Thank you. [Operator Instructions]. Additionally, please limit your self to one question. And we'll take our first question from Omar Saad with Credit Suisse.

Omar Saad - Credit Suisse

Analyst

Thanks good morning.

Roger N. Farah - President and Chief Operating Officer

Management

Good morning.

Omar Saad - Credit Suisse

Analyst

Roger and Tracey, wanted to see if you could elaborate on some of the comments on Europe and Asia and what you are seeing out there in these markets. We know the U.S. has slowed considerably over the last several quarters and probably will remain slow for sometime, but there is a big fear in the market place and some of these other market that have been favorite places to be are really going to experience kind of... become part of this global slowdown, are you seeing that in your business or do you are really kind of at a stage where your penetration is still so low that there is enough market share to be taken to offset kind of an overall macro pressure in these markets.

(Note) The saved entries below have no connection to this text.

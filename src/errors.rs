//! Typed error hierarchy for ctxzip.
//!
//! Four top-level enums cover the subsystems:
//! - `ConfigError`: unresolvable storage URIs, invalid boundaries, bad config files
//! - `StorageError`: failures reported by a storage adapter
//! - `CompactError`: compaction engine failures, with message/tool context
//! - `ToolError`: read and grep tool failures

use thiserror::Error;

/// Boxed error returned by custom result serializers.
pub type BoxError = Box<dyn std::error::Error + Send + Sync + 'static>;

/// Configuration errors, raised before any message is touched.
#[derive(Debug, Error)]
pub enum ConfigError {
    #[error("Unsupported storage URI scheme: {scheme}")]
    UnsupportedScheme { scheme: String },

    #[error(
        "Storage adapter for '{scheme}' not yet implemented. Currently 'file://' and 'memory://' URIs are supported."
    )]
    BackendNotImplemented { scheme: String },

    #[error("Invalid storage URI '{uri}': {reason}")]
    InvalidUri { uri: String, reason: String },

    #[error("Invalid boundary: {0}")]
    InvalidBoundary(String),

    #[error("Unknown compaction strategy: {0}")]
    UnknownStrategy(String),

    #[error("Unknown key strategy '{0}'. Valid values: content-hash, random")]
    UnknownKeyStrategy(String),

    #[error("Unknown failure policy '{0}'. Valid values: fail-fast, best-effort")]
    UnknownFailurePolicy(String),

    #[error("Failed to read config file at {path}: {source}")]
    ReadFailed {
        path: std::path::PathBuf,
        #[source]
        source: std::io::Error,
    },

    #[error("Failed to parse config file at {path}: {source}")]
    ParseFailed {
        path: std::path::PathBuf,
        #[source]
        source: toml::de::Error,
    },

    #[error("Failed to initialize storage: {0}")]
    Storage(#[from] StorageError),
}

/// Errors raised by storage adapters.
#[derive(Debug, Error)]
pub enum StorageError {
    #[error("Key not found: {key}")]
    NotFound { key: String },

    #[error("Invalid key '{key}': {reason}")]
    InvalidKey { key: String, reason: String },

    #[error("I/O error for key '{key}': {source}")]
    Io {
        key: String,
        #[source]
        source: std::io::Error,
    },

    #[error("Storage backend error: {0}")]
    Backend(String),
}

impl StorageError {
    /// Map an I/O error for `key`, turning `NotFound` into [`StorageError::NotFound`].
    pub fn from_io(key: &str, source: std::io::Error) -> Self {
        if source.kind() == std::io::ErrorKind::NotFound {
            StorageError::NotFound {
                key: key.to_string(),
            }
        } else {
            StorageError::Io {
                key: key.to_string(),
                source,
            }
        }
    }

    pub fn is_not_found(&self) -> bool {
        matches!(self, StorageError::NotFound { .. })
    }
}

/// Errors from the compaction engine.
#[derive(Debug, Error)]
pub enum CompactError {
    #[error(transparent)]
    Configuration(#[from] ConfigError),

    #[error("Failed to write tool result '{tool_name}' (message {message_index}) to key {key}: {source}")]
    StorageWrite {
        message_index: usize,
        tool_name: String,
        key: String,
        #[source]
        source: StorageError,
    },

    #[error("Failed to serialize tool result '{tool_name}' (message {message_index}): {source}")]
    Serialization {
        message_index: usize,
        tool_name: String,
        #[source]
        source: BoxError,
    },

    #[error("Failed to start blocking runtime: {0}")]
    Runtime(#[source] std::io::Error),
}

/// Errors from the reader tools.
#[derive(Debug, Error)]
pub enum ToolError {
    #[error("Invalid regex '{pattern}': {source}")]
    InvalidPattern {
        pattern: String,
        #[source]
        source: regex::Error,
    },

    #[error("Unknown key '{key}': it was not written during this conversation")]
    UnknownKey { key: String },

    #[error("Key not found: {key}")]
    NotFound { key: String },

    #[error("Invalid range: {0}")]
    InvalidRange(String),

    #[error("Storage error for key '{key}': {source}")]
    Storage {
        key: String,
        #[source]
        source: StorageError,
    },
}

impl ToolError {
    /// Wrap a storage error for `key`, surfacing `NotFound` directly.
    pub fn from_storage(key: &str, source: StorageError) -> Self {
        match source {
            StorageError::NotFound { .. } => ToolError::NotFound {
                key: key.to_string(),
            },
            other => ToolError::Storage {
                key: key.to_string(),
                source: other,
            },
        }
    }
}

Roger N. Farah - President and Chief Operating Officer

Management

Well, Omar it's a good question. I think its been floating out there for the last three months whether the rest of the world will begin to experience some of what the U.S. has been going through for the better part of a year. Our business which is today is not small in Europe. We are over a $1 billion dollars. And have broadly distributed across high-end specialty, our own stores and key department stores continues to perform very well. And I think we said earlier, first quarter results were double digit and were forecasting the balance of the year to continue to be strong. If I broke that apart a little bit, there are differences by country. Certainly, Spain is feeling a pull back in what had been a very robust construction business. And there is a lot of building and a lot of speculation there that's coming back down. I think that is affecting the economy. But in most of the other Western European countries, our business continues to be strong both for the locals as well as their tourist business. Their port tourist business may be down in terms of U.S. visitors. But they are certainly getting heavy dose of Eastern Europeans, people from the Middle East and clearly the Russians who are in fact in Europe and buying aggressively. So I think overall, there is some concern in Spain. There is talk that may be England would begin to catch some of the cold we have. But as we sit here today we have not seen that manifest itself in our business. In Asia, and I think Asia needs to be split between Japan and the rest of the region. The market place in Japan is softer it has been for sometime. I'm not quite sure…

Omar Saad - Credit Suisse

Analyst

Okay. Great that's my one question. Thanks.

Operator

Operator

Thank you. Our next question comes from Liz Dunn with Thomas Weisel.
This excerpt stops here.